This fall’s landbird banding season – the 48th year of data collection and education programs at Manomet – has started off with a bang.

 

“We’ve had northwest winds, high pressure and clear skies for the first few days,” said Banding Director Trevor Lloyd-Evans. “This perfect migration weather has led us to catch a larger number and variety of birds than we typically catch so early on in the fall.”

 

Manomet’s 50 mist nets opened on August 15 and have been run on the same dates and in the same locations since the program began. This large, standardized dataset provides valuable comparisons of range expansions and contractions, yearly variation of migration and long-term population change.

 

Over the first few days of the season, the banders caught more than 210 birds. The birds included many locally breeding birds such as Gray Catbirds, Carolina Wrens and Downy Woodpeckers, as well as several long-distance migrants.

 

“An Eastern Wood-Pewee, two Yellow-bellied Flycatchers, two Blue-winged Warblers, a Prairie Warbler, two Hooded Warblers and a Worm-eating Warbler are among the long-distance migrant species caught so far this fall,” Lloyd-Evans said. “The Hooded Warbler and Worm-eating Warbler are particularly unusual birds for Massachusetts.”

 

Only 12 Hooded Warblers and three Worm-eating Warblers have been caught at the Manomet laboratory during the fall since 2003. The northern extent of the Hooded Warbler’s breeding range is southern New England, and the individuals caught at the Manomet laboratory likely dispersed from their breeding grounds and flew north and east to southeastern Massachusetts before beginning their southward migration.

 

This season’s banding staff consists of Patrick Roberts, Grace Alloy-Relihan, Samuel Roberts and Danielle Aube.  

 

Patrick Roberts was a bander at Manomet last fall.
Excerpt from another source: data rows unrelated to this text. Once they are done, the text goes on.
//! Post HTTP Handlers
//!
//! Routes (all under the `{post}` path segment, see `routes::api_routes`):
//!
//! - `GET /api/posts` - published posts, oldest first
//! - `POST /api/posts` - create a draft
//! - `GET /api/posts/{post}` - fetch by slug, drafts included
//! - `PUT /api/posts/{post}` - partial update by id
//! - `DELETE /api/posts/{post}` - delete by id
//! - `POST /api/posts/{post}/publish` - publish by id

use axum::{
    extract::{rejection::JsonRejection, Path, State},
    Json,
};

use crate::backend::error::{BackendError, BackendResult};
use crate::backend::store::SharedStore;
use crate::shared::blog::{
    CreatePostRequest, CreatePostResponse, EntityId, ListPostsResponse, Post, StatusResponse,
    UpdatePostRequest, MOCK_USER_ID,
};

/// List published posts as `{id, title, slug}`
pub async fn list_published(State(store): State<SharedStore>) -> Json<ListPostsResponse> {
    let store = store.lock().await;
    let posts: Vec<_> = store.published_posts().map(Post::summary).collect();
    tracing::debug!("Listing {} published posts", posts.len());
    Json(ListPostsResponse { posts })
}

/// Create a draft post. The author is the mock identity.
pub async fn create_post(
    State(store): State<SharedStore>,
    payload: Result<Json<CreatePostRequest>, JsonRejection>,
) -> BackendResult<Json<CreatePostResponse>> {
    let Json(request) = payload?;
    let post = request.into_draft(MOCK_USER_ID).map_err(|e| {
        tracing::warn!("Rejected post creation: {}", e);
        e
    })?;
    let slug = post.slug.clone();

    let id = store.lock().await.posts.insert(post);
    tracing::info!("Created draft post {} ({})", id, slug);
    Ok(Json(CreatePostResponse { id, slug }))
}

/// Fetch a post by slug. Views are reported, not incremented.
pub async fn get_post(
    State(store): State<SharedStore>,
    Path(slug): Path<String>,
) -> BackendResult<Json<Post>> {
    let store = store.lock().await;
    store
        .post_by_slug(&slug)
        .cloned()
        .map(Json)
        .ok_or_else(|| {
            tracing::warn!("Post not found by slug: {}", slug);
            BackendError::not_found("post", slug)
        })
}

/// Overwrite the fields present in the payload (title, content, tags)
pub async fn update_post(
    State(store): State<SharedStore>,
    Path(id): Path<EntityId>,
    payload: Result<Json<UpdatePostRequest>, JsonRejection>,
) -> BackendResult<Json<StatusResponse>> {
    let Json(update) = payload?;

    let mut store = store.lock().await;
    store
        .posts
        .update(id, |post| update.apply(post))
        .ok_or_else(|| BackendError::not_found("post", id))?;

    tracing::info!("Updated post {}", id);
    Ok(Json(StatusResponse::new("updated").with_id(id)))
}

pub async fn delete_post(
    State(store): State<SharedStore>,
    Path(id): Path<EntityId>,
) -> BackendResult<Json<StatusResponse>> {
    let removed = store.lock().await.posts.remove(id);
    match removed {
        Some(post) => {
            tracing::info!("Deleted post {} ({})", id, post.slug);
            Ok(Json(StatusResponse::new("deleted")))
        }
        None => Err(BackendError::not_found("post", id)),
    }
}

/// Mark a post published. Publishing twice is a no-op.
pub async fn publish_post(
    State(store): State<SharedStore>,
    Path(id): Path<EntityId>,
) -> BackendResult<Json<StatusResponse>> {
    store
        .lock()
        .await
        .posts
        .update(id, |post| post.is_published = true)
        .ok_or_else(|| BackendError::not_found("post", id))?;

    tracing::info!("Published post {}", id);
    Ok(Json(StatusResponse::new("published")))
}
//! Posts Backend Module
//!
//! Handlers for creating, reading, editing, publishing and deleting posts.
//! New posts start as drafts; only published posts appear in the listing,
//! but any post can be fetched directly by slug.

pub mod handlers;

pub use handlers::{create_post, delete_post, get_post, list_published, publish_post, update_post};
//! Route Configuration Module
//!
//! This module configures all HTTP routes for the backend server.
//!
//! # Architecture
//!
//! - **`router`** - Main router creation and route assembly
//! - **`api_routes`** - Post, category, comment, user and auth endpoints
//!
//! # Route Order
//!
//! 1. **API Routes** - Posts, comments, categories, users
//! 2. **Auth Routes** - Register, login, me
//! 3. **Fallback Handler** - 404 for everything else

/// Main router creation
pub mod router;

/// API endpoint handlers
pub mod api_routes;

// Re-export commonly used functions
pub use router::create_router;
He spent the winter studying Prairie Warblers in the Bahamas and the early summer studying Black-throated Blue Warblers at Hubbard Brook Experimental Forest in New Hampshire.

 

Alloy-Relihan, who was a Manomet bander last Spring, has also rejoined the banding team. Prior to becoming a Manomet bander she was an intern at the Raptor Trust in Millington, New Jersey, where she helped care for orphaned, sick and injured birds.

 

Samuel Roberts and Aube join the Manomet banding team for the first time this season. They both come to Manomet after working at Point Blue Conservation Science in California, where Roberts supervised banding interns and point counting around Marin County and Aube performed nest searching as an intern.  

 

“We have assembled a great team of banders for our fall season,” Lloyd-Evans said. “As always, we are eager to see what this season brings and to educate our many visitors.”